Leider gerne vergessen: Architekturdokumentation

In Zeiten schwergewichtiger Software-Entwicklungsprozesse entstanden massenhafte Dokumentationen, die aber oft zu komplex waren und schnell veralteten. In agilen Projekten ist oft das Gegenteil zu beobachten: Unter dem Motto „Der Code ist die beste Dokumentation“ wird komplett auf jede weitere Beschreibung verzichtet. Dass auch das nicht die richtige Lösung ist, wird spätestens dann klar, wenn ein neuer Mitarbeiter verstehen will, wie die Software aufgebaut ist – und warum sie gerade so und nicht anders strukturiert ist.

Wie eine gelungene Architekturdokumentation aussehen kann, thematisiert Stefan Zörner in seinem neu erschienen Buch Softwarearchitekturen dokumentieren und kommunizieren (Anzeige). Dabei beschreibt er einen praktikablen Weg, der sich gerade auch für agile Projekte eignet. Anstelle umfangreicher Vor- oder Nachdokumentationen schlägt er vor, Architektur und Entwurfsentscheidungen während der Entwicklung mitlaufend zu dokumentieren. Folgt man den Empfehlungen, so entsteht ein übersichtliches Architekturdokument mit höchstens 30 Seiten, das für alle wesentlichen Stakeholder nützlich ist.

Die Empfehlungen werden an einem konkreten Fallbeispiel umgesetzt: Hierzu hat der Autor mit dem System „DokChess“ eine komplette Schach-Engine implementiert. Die im Buch entwickelte Dokumentation steht auf der Website des DokChess-Projekts komplett zur Verfügung – wie auch der Quelltext der Schach-Engine.

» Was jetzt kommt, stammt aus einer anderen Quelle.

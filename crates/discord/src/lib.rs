//! Discord integration - gateway bot interface
//!
//! This crate provides the Discord-facing surface for tally:
//! - **Gateway** (`gateway`) - event-loop runner with reconnection logic
//! - **Events** (`events`) - slash commands, button clicks, guild messages
//! - **Commands** (`commands`) - `/poll`, `/coinflip`, `/pick`, `/purge`, ...
//! - **Embeds** (`embeds`) - rich message builders (embeds, buttons)
//! - **Transport** (`transport`) - the outbound channel/message seam
//! - **Service** (`service`) - command handlers wired to the poll engine
//!
//! # Architecture
//!
//! ```text
//! Gateway Events → EventDispatcher → Handlers → Poll Engine (tally-core)
//!                       ↓
//!                 Embeds/Buttons ← ChannelDisplay
//! ```
//!
//! The poll engine never sees Discord types: it renders `DisplayPayload`
//! frames and this crate adapts them onto the wire via `ChannelDisplay`.

pub mod commands;
pub mod embeds;
pub mod events;
pub mod gateway;
pub mod service;
pub mod transport;
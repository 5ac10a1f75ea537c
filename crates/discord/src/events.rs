use std::{collections::HashMap, sync::Arc};

use async_trait::async_trait;
use thiserror::Error;
use tracing::info;

use tally_core::{ActorId, ChoiceId, VoteIntake};

use crate::commands::{
    CommandParseError, CommandReply, CommandRouteError, CommandRouter, CommandService,
    NoopCommandService, SlashCommandPayload,
};

/// One gateway delivery, acknowledged by envelope id.
#[derive(Clone, Debug, PartialEq, Eq)]
pub struct GatewayEnvelope {
    pub envelope_id: String,
    pub event: GatewayEvent,
}

#[derive(Clone, Debug, PartialEq, Eq)]
pub enum GatewayEvent {
    SlashCommand(SlashCommandPayload),
    ComponentInteraction(ComponentInteractionEvent),
    GuildMessage(GuildMessageEvent),
    Unsupported { event_type: String },
}

impl GatewayEvent {
    pub fn event_type(&self) -> GatewayEventType {
        match self {
            Self::SlashCommand(_) => GatewayEventType::SlashCommand,
            Self::ComponentInteraction(_) => GatewayEventType::ComponentInteraction,
            Self::GuildMessage(_) => GatewayEventType::GuildMessage,
            Self::Unsupported { .. } => GatewayEventType::Unsupported,
        }
    }
}

#[derive(Clone, Debug, PartialEq, Eq, Hash)]
pub enum GatewayEventType {
    SlashCommand,
    ComponentInteraction,
    GuildMessage,
    Unsupported,
}

/// A button click. `custom_id` carries the choice id for poll buttons.
#[derive(Clone, Debug, PartialEq, Eq)]
pub struct ComponentInteractionEvent {
    pub channel_id: String,
    pub message_id: String,
    pub user_id: String,
    pub custom_id: String,
    pub interaction_id: String,
}

#[derive(Clone, Debug, PartialEq, Eq)]
pub struct GuildMessageEvent {
    pub channel_id: String,
    pub author_id: String,
    pub author_roles: Vec<String>,
    pub author_is_bot: bool,
    pub content: String,
}

#[derive(Clone, Debug, PartialEq, Eq)]
pub struct EventContext {
    pub correlation_id: String,
}

impl Default for EventContext {
    fn default() -> Self {
        Self { correlation_id: "unknown-correlation-id".to_owned() }
    }
}

#[derive(Clone, Debug, PartialEq)]
pub enum HandlerResult {
    Responded(CommandReply),
    Processed,
    Ignored,
}

#[derive(Debug, Error, PartialEq, Eq)]
pub enum EventHandlerError {
    #[error(transparent)]
    Parse(#[from] CommandParseError),
    #[error(transparent)]
    Route(#[from] CommandRouteError),
    #[error("guild message handler failure: {0}")]
    GuildMessage(String),
}

#[derive(Debug, Error, PartialEq, Eq)]
pub enum DispatchError {
    #[error(transparent)]
    Handler(#[from] EventHandlerError),
}

#[async_trait]
pub trait EventHandler: Send + Sync {
    fn event_type(&self) -> GatewayEventType;
    async fn handle(
        &self,
        envelope: &GatewayEnvelope,
        ctx: &EventContext,
    ) -> Result<HandlerResult, EventHandlerError>;
}

#[derive(Default)]
pub struct EventDispatcher {
    handlers: HashMap<GatewayEventType, Arc<dyn EventHandler>>,
}

impl EventDispatcher {
    pub fn new() -> Self {
        Self::default()
    }

    pub fn register<H>(&mut self, handler: H)
    where
        H: EventHandler + 'static,
    {
        self.handlers.insert(handler.event_type(), Arc::new(handler));
    }

    pub async fn dispatch(
        &self,
        envelope: &GatewayEnvelope,
        ctx: &EventContext,
    ) -> Result<HandlerResult, DispatchError> {
        let Some(handler) = self.handlers.get(&envelope.event.event_type()) else {
            return Ok(HandlerResult::Ignored);
        };

        handler.handle(envelope, ctx).await.map_err(DispatchError::from)
    }

    pub fn handler_count(&self) -> usize {
        self.handlers.len()
    }
}

pub fn default_dispatcher() -> EventDispatcher {
    let mut dispatcher = EventDispatcher::new();
    dispatcher.register(SlashCommandHandler::new(NoopCommandService));
    dispatcher
}

pub struct SlashCommandHandler<S> {
    router: CommandRouter<S>,
}

impl<S> SlashCommandHandler<S>
where
    S: CommandService,
{
    pub fn new(service: S) -> Self {
        Self { router: CommandRouter::new(service) }
    }
}

#[async_trait]
impl<S> EventHandler for SlashCommandHandler<S>
where
    S: CommandService + 'static,
{
    fn event_type(&self) -> GatewayEventType {
        GatewayEventType::SlashCommand
    }

    async fn handle(
        &self,
        envelope: &GatewayEnvelope,
        _ctx: &EventContext,
    ) -> Result<HandlerResult, EventHandlerError> {
        let GatewayEvent::SlashCommand(payload) = &envelope.event else {
            return Ok(HandlerResult::Ignored);
        };

        let reply = self.router.route(payload).await?;
        Ok(HandlerResult::Responded(reply))
    }
}

/// Routes poll-button clicks into vote intake. Clicks whose `custom_id` is
/// not a choice id belong to other features and are ignored.
pub struct ComponentInteractionHandler {
    intake: Arc<VoteIntake>,
}

impl ComponentInteractionHandler {
    pub fn new(intake: Arc<VoteIntake>) -> Self {
        Self { intake }
    }
}

#[async_trait]
impl EventHandler for ComponentInteractionHandler {
    fn event_type(&self) -> GatewayEventType {
        GatewayEventType::ComponentInteraction
    }

    async fn handle(
        &self,
        envelope: &GatewayEnvelope,
        _ctx: &EventContext,
    ) -> Result<HandlerResult, EventHandlerError> {
        let GatewayEvent::ComponentInteraction(event) = &envelope.event else {
            return Ok(HandlerResult::Ignored);
        };

        let Some(choice_id) = ChoiceId::parse(&event.custom_id) else {
            return Ok(HandlerResult::Ignored);
        };

        let outcome = self.intake.cast_vote(choice_id, ActorId::new(event.user_id.clone())).await;
        Ok(HandlerResult::Responded(CommandReply::text(outcome.user_message())))
    }
}

/// Side channel notified when the watched keyword appears. Implemented by
/// the SMTP alerting component in the server crate.
#[async_trait]
pub trait AlertSink: Send + Sync {
    async fn notify_raid(&self, message: &str) -> anyhow::Result<()>;
}

#[derive(Default)]
pub struct NoopAlertSink;

#[async_trait]
impl AlertSink for NoopAlertSink {
    async fn notify_raid(&self, _message: &str) -> anyhow::Result<()> {
        Ok(())
    }
}

pub const RAID_KEYWORD: &str = "raid";

/// Watches guild messages for the raid keyword in the configured channel.
/// Only members holding the allowed role are listened to at all, and bot
/// authors are always ignored.
pub struct GuildMessageHandler {
    watch_channel_id: String,
    allowed_role: String,
    alerts: Arc<dyn AlertSink>,
}

impl GuildMessageHandler {
    pub fn new(
        watch_channel_id: impl Into<String>,
        allowed_role: impl Into<String>,
        alerts: Arc<dyn AlertSink>,
    ) -> Self {
        Self {
            watch_channel_id: watch_channel_id.into(),
            allowed_role: allowed_role.into(),
            alerts,
        }
    }

    fn author_allowed(&self, event: &GuildMessageEvent) -> bool {
        event
            .author_roles
            .iter()
            .any(|role| role.eq_ignore_ascii_case(&self.allowed_role))
    }
}

#[async_trait]
impl EventHandler for GuildMessageHandler {
    fn event_type(&self) -> GatewayEventType {
        GatewayEventType::GuildMessage
    }

    async fn handle(
        &self,
        envelope: &GatewayEnvelope,
        ctx: &EventContext,
    ) -> Result<HandlerResult, EventHandlerError> {
        let GatewayEvent::GuildMessage(event) = &envelope.event else {
            return Ok(HandlerResult::Ignored);
        };

        if event.author_is_bot || !self.author_allowed(event) {
            return Ok(HandlerResult::Ignored);
        }

        if event.channel_id == self.watch_channel_id
            && event.content.to_lowercase().contains(RAID_KEYWORD)
        {
            info!(
                correlation_id = %ctx.correlation_id,
                channel_id = %event.channel_id,
                "raid keyword observed; notifying alert sink"
            );
            self.alerts
                .notify_raid(&event.content)
                .await
                .map_err(|error| EventHandlerError::GuildMessage(error.to_string()))?;
            return Ok(HandlerResult::Processed);
        }

        Ok(HandlerResult::Ignored)
    }
}
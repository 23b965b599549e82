pub mod categories;
pub mod order_items;
pub mod orders;
pub mod products;

pub use categories::Entity as Categories;
pub use order_items::Entity as OrderItems;
pub use orders::Entity as Orders;
pub use products::Entity as Products;
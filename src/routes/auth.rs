use axum::{
    Json, Router,
    extract::State,
    routing::{post, put},
};

use crate::{
    dto::auth::{
        ForgotPasswordRequest, LoginRequest, LoginResponse, RegisterRequest, UpdateProfileRequest,
    },
    error::AppResult,
    middleware::auth::AuthUser,
    models::User,
    response::ApiResponse,
    services::account_service,
    state::AppState,
};

pub fn router() -> Router<AppState> {
    Router::new()
        .route("/register", post(register))
        .route("/login", post(login))
        .route("/forgot-password", post(forgot_password))
        .route("/profile", put(update_profile))
}

#[utoipa::path(
    post,
    path = "/api/auth/register",
    request_body = RegisterRequest,
    responses(
        (status = 200, description = "Register user", body = ApiResponse<User>),
        (status = 400, description = "Missing or invalid field"),
        (status = 409, description = "Email already registered"),
    ),
    tag = "Auth"
)]
pub async fn register(
    State(state): State<AppState>,
    Json(payload): Json<RegisterRequest>,
) -> AppResult<Json<ApiResponse<User>>> {
    let resp = account_service::register(&state.pool, payload).await?;
    Ok(Json(resp))
}

#[utoipa::path(
    post,
    path = "/api/auth/login",
    request_body = LoginRequest,
    responses(
        (status = 200, description = "Login user", body = ApiResponse<LoginResponse>),
        (status = 401, description = "Invalid credentials"),
        (status = 404, description = "Unknown email"),
    ),
    tag = "Auth"
)]
pub async fn login(
    State(state): State<AppState>,
    Json(payload): Json<LoginRequest>,
) -> AppResult<Json<ApiResponse<LoginResponse>>> {
    let resp = account_service::login(&state.pool, &state.auth, payload).await?;
    Ok(Json(resp))
}

#[utoipa::path(
    post,
    path = "/api/auth/forgot-password",
    request_body = ForgotPasswordRequest,
    responses(
        (status = 200, description = "Password reset"),
        (status = 404, description = "Email and answer do not match"),
    ),
    tag = "Auth"
)]
pub async fn forgot_password(
    State(state): State<AppState>,
    Json(payload): Json<ForgotPasswordRequest>,
) -> AppResult<Json<ApiResponse<serde_json::Value>>> {
    let resp = account_service::forgot_password(&state.pool, payload).await?;
    Ok(Json(resp))
}

#[utoipa::path(
    put,
    path = "/api/auth/profile",
    request_body = UpdateProfileRequest,
    responses(
        (status = 200, description = "Profile updated", body = ApiResponse<User>),
        (status = 400, description = "New password below minimum length"),
        (status = 401, description = "Not authenticated"),
    ),
    security(("bearer_auth" = [])),
    tag = "Auth"
)]
pub async fn update_profile(
    State(state): State<AppState>,
    user: AuthUser,
    Json(payload): Json<UpdateProfileRequest>,
) -> AppResult<Json<ApiResponse<User>>> {
    let resp = account_service::update_profile(&state.pool, &user, payload).await?;
    Ok(Json(resp))
}
use axum::{
    Json, Router,
    extract::{Path, State},
    routing::{delete, get, post, put},
};
use uuid::Uuid;

use crate::{
    dto::categories::{CategoryList, CategoryRequest},
    error::AppResult,
    middleware::auth::AuthUser,
    models::Category,
    response::ApiResponse,
    services::category_service,
    state::AppState,
};

pub fn router() -> Router<AppState> {
    Router::new()
        .route("/", get(list_categories))
        .route("/", post(create_category))
        .route("/slug/{slug}", get(get_category))
        .route("/{id}", put(update_category))
        .route("/{id}", delete(delete_category))
}

#[utoipa::path(
    get,
    path = "/api/categories",
    responses(
        (status = 200, description = "List categories", body = ApiResponse<CategoryList>)
    ),
    tag = "Categories"
)]
pub async fn list_categories(
    State(state): State<AppState>,
) -> AppResult<Json<ApiResponse<CategoryList>>> {
    let resp = category_service::list_categories(&state).await?;
    Ok(Json(resp))
}

#[utoipa::path(
    get,
    path = "/api/categories/slug/{slug}",
    params(("slug" = String, Path, description = "Category slug")),
    responses(
        (status = 200, description = "Get category by slug", body = ApiResponse<Category>),
        (status = 404, description = "Category not found"),
    ),
    tag = "Categories"
)]
pub async fn get_category(
    State(state): State<AppState>,
    Path(slug): Path<String>,
) -> AppResult<Json<ApiResponse<Category>>> {
    let resp = category_service::get_category(&state, &slug).await?;
    Ok(Json(resp))
}

#[utoipa::path(
    post,
    path = "/api/categories",
    request_body = CategoryRequest,
    responses(
        (status = 200, description = "Create category", body = ApiResponse<Category>),
        (status = 403, description = "Forbidden"),
        (status = 409, description = "Category already exists"),
    ),
    security(("bearer_auth" = [])),
    tag = "Categories"
)]
pub async fn create_category(
    State(state): State<AppState>,
    user: AuthUser,
    Json(payload): Json<CategoryRequest>,
) -> AppResult<Json<ApiResponse<Category>>> {
    let resp = category_service::create_category(&state, &user, payload).await?;
    Ok(Json(resp))
}

#[utoipa::path(
    put,
    path = "/api/categories/{id}",
    params(("id" = Uuid, Path, description = "Category ID")),
    request_body = CategoryRequest,
    responses(
        (status = 200, description = "Update category", body = ApiResponse<Category>),
        (status = 403, description = "Forbidden"),
        (status = 404, description = "Category not found"),
    ),
    security(("bearer_auth" = [])),
    tag = "Categories"
)]
pub async fn update_category(
    State(state): State<AppState>,
    user: AuthUser,
    Path(id): Path<Uuid>,
    Json(payload): Json<CategoryRequest>,
) -> AppResult<Json<ApiResponse<Category>>> {
    let resp = category_service::update_category(&state, &user, id, payload).await?;
    Ok(Json(resp))
}

#[utoipa::path(
    delete,
    path = "/api/categories/{id}",
    params(("id" = Uuid, Path, description = "Category ID")),
    responses(
        (status = 200, description = "Delete category"),
        (status = 400, description = "Category still has products"),
        (status = 403, description = "Forbidden"),
        (status = 404, description = "Category not found"),
    ),
    security(("bearer_auth" = [])),
    tag = "Categories"
)]
pub async fn delete_category(
    State(state): State<AppState>,
    user: AuthUser,
    Path(id): Path<Uuid>,
) -> AppResult<Json<ApiResponse<serde_json::Value>>> {
    let resp = category_service::delete_category(&state, &user, id).await?;
    Ok(Json(resp))
}
use axum::{
    http::StatusCode,
    response::{IntoResponse, Response},
};
use serde::Serialize;
use thiserror::Error;

use crate::response::{ApiResponse, Meta};

#[derive(Debug, Error)]
pub enum AppError {
    #[error("Not Found")]
    NotFound,

    #[error("{0}")]
    Validation(String),

    #[error("{0}")]
    Duplicate(String),

    #[error("{0}")]
    Unauthenticated(String),

    #[error("Forbidden")]
    Forbidden,

    #[error("Payment gateway error: {0}")]
    Upstream(String),

    #[error("Database error")]
    DbError(#[from] sqlx::Error),

    #[error("ORM error")]
    OrmError(#[from] sea_orm::DbErr),

    #[error("Internal Server Error")]
    Internal(#[from] anyhow::Error),
}

impl AppError {
    pub fn status(&self) -> StatusCode {
        match self {
            AppError::NotFound => StatusCode::NOT_FOUND,
            AppError::Validation(_) => StatusCode::BAD_REQUEST,
            AppError::Duplicate(_) => StatusCode::CONFLICT,
            AppError::Unauthenticated(_) => StatusCode::UNAUTHORIZED,
            AppError::Forbidden => StatusCode::FORBIDDEN,
            AppError::Upstream(_) => StatusCode::BAD_GATEWAY,
            AppError::DbError(_) | AppError::OrmError(_) | AppError::Internal(_) => {
                StatusCode::INTERNAL_SERVER_ERROR
            }
        }
    }
}

#[derive(Serialize)]
struct ErrorData {
    error: String,
}

impl IntoResponse for AppError {
    fn into_response(self) -> Response {
        let status = self.status();
        let body = ApiResponse {
            message: self.to_string(),
            data: Some(ErrorData {
                error: self.to_string(),
            }),
            meta: Some(Meta::empty()),
        };

        (status, axum::Json(body)).into_response()
    }
}

pub type AppResult<T> = Result<T, AppError>;

#[cfg(test)]
mod tests {
    use super::*;

    #[test]
    fn missing_token_and_wrong_role_are_distinct() {
        let unauthenticated = AppError::Unauthenticated("Missing Authorization header".into());
        let forbidden = AppError::Forbidden;
        assert_eq!(unauthenticated.status(), StatusCode::UNAUTHORIZED);
        assert_eq!(forbidden.status(), StatusCode::FORBIDDEN);
    }

    #[test]
    fn taxonomy_maps_to_expected_status_codes() {
        assert_eq!(
            AppError::Validation("x".into()).status(),
            StatusCode::BAD_REQUEST
        );
        assert_eq!(
            AppError::Duplicate("x".into()).status(),
            StatusCode::CONFLICT
        );
        assert_eq!(AppError::NotFound.status(), StatusCode::NOT_FOUND);
        assert_eq!(
            AppError::Upstream("declined".into()).status(),
            StatusCode::BAD_GATEWAY
        );
    }
}
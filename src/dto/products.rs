use serde::{Deserialize, Serialize};
use utoipa::ToSchema;
use uuid::Uuid;

use crate::models::Product;

#[derive(Debug, Deserialize, ToSchema)]
pub struct CreateProductRequest {
    pub name: String,
    pub description: String,
    /// Price in cents.
    pub price: i64,
    pub quantity: i32,
    pub shipping: bool,
    pub category_id: Uuid,
    /// Base64-encoded image payload.
    pub photo: Option<String>,
    pub photo_content_type: Option<String>,
}

#[derive(Debug, Deserialize, ToSchema)]
pub struct UpdateProductRequest {
    pub name: Option<String>,
    pub description: Option<String>,
    pub price: Option<i64>,
    pub quantity: Option<i32>,
    pub shipping: Option<bool>,
    pub category_id: Option<Uuid>,
    pub photo: Option<String>,
    pub photo_content_type: Option<String>,
}

/// Storefront filter: any of the checked categories, optionally bounded by a
/// price range in cents.
#[derive(Debug, Deserialize, ToSchema)]
pub struct ProductFilterRequest {
    #[serde(default)]
    pub category_ids: Vec<Uuid>,
    pub price_min: Option<i64>,
    pub price_max: Option<i64>,
}

#[derive(Debug, Serialize, ToSchema)]
pub struct ProductList {
    pub items: Vec<Product>,
}

#[derive(Debug, Serialize, ToSchema)]
pub struct ProductCount {
    pub total: i64,
}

Zörner lehnt sich an die Struktur des frei verfügbaren arc42-Templates von Gernot Starke und Peter Hruschka an. Er beginnt mit der Zielsetzung und den Rahmenbedingungen für das zu entwickelnde System. Die Ziele kann man in Form eines Produktkartons dokumentieren, d. h. man überlegt sich, was man auf die Verpackung der Software schreiben würde. Damit erhält man eine prägnante Beschreibung der Eigenschaften und Funktionen des Produkts.

Damit die wesentlichen Architekturentscheidungen später noch nachvollziehbar sind, sollten sie kurz mitsamt den wichtigsten Einflussfaktoren, Annahmen, betrachteten Alternativen und der Begründung für die Auswahl festgehalten werden. Die eigentliche Architektur wird mit Hilfe der folgenden unterschiedlichen Sichten beschrieben: Bausteinsicht inkl. Schnittstellenbeschreibung, Laufzeitsicht und Verteilungssicht. Schließlich sollten auch übergreifende Aspekte fixiert werden, z. B. Schichten-Aufteilung, Gestaltung der Benutzerinteraktion, Persistenz und Sicherheit. Die Dokumentation hilft dabei, diese Themen im gesamten Projekt möglichst einheitlich umzusetzen.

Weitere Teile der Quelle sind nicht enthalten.